## Working data
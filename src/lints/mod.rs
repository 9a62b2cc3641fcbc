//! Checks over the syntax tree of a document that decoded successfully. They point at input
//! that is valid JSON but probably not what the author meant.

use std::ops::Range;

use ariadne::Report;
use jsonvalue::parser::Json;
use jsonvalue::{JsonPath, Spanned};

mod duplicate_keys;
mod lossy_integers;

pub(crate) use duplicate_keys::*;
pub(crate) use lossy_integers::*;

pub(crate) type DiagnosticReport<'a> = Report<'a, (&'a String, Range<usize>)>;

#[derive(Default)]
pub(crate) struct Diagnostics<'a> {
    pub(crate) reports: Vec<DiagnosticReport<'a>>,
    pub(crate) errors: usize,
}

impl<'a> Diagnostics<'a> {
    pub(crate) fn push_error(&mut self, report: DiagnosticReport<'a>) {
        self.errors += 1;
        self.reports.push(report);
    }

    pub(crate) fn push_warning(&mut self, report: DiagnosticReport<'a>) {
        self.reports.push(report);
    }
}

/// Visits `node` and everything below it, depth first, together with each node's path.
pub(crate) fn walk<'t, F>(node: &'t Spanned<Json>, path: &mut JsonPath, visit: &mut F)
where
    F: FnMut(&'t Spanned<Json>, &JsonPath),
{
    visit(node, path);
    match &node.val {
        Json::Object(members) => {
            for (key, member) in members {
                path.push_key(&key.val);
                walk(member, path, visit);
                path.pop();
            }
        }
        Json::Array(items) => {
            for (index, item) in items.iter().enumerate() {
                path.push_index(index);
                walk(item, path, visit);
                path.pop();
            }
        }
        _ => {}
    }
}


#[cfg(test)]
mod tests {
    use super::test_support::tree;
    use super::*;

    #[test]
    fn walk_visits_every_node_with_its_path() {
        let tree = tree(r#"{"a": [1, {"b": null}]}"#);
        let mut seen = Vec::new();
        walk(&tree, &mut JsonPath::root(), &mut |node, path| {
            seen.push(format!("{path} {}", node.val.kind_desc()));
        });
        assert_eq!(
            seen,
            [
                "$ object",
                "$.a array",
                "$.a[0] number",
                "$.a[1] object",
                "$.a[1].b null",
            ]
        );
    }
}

## Instructions to follow
Using the records above, find and show each line with the string "JsonPath".

## Answer for the task
use jsonvalue::{JsonPath, Spanned};
pub(crate) fn walk<'t, F>(node: &'t Spanned<Json>, path: &mut JsonPath, visit: &mut F)
    F: FnMut(&'t Spanned<Json>, &JsonPath),
        walk(&tree, &mut JsonPath::root(), &mut |node, path| {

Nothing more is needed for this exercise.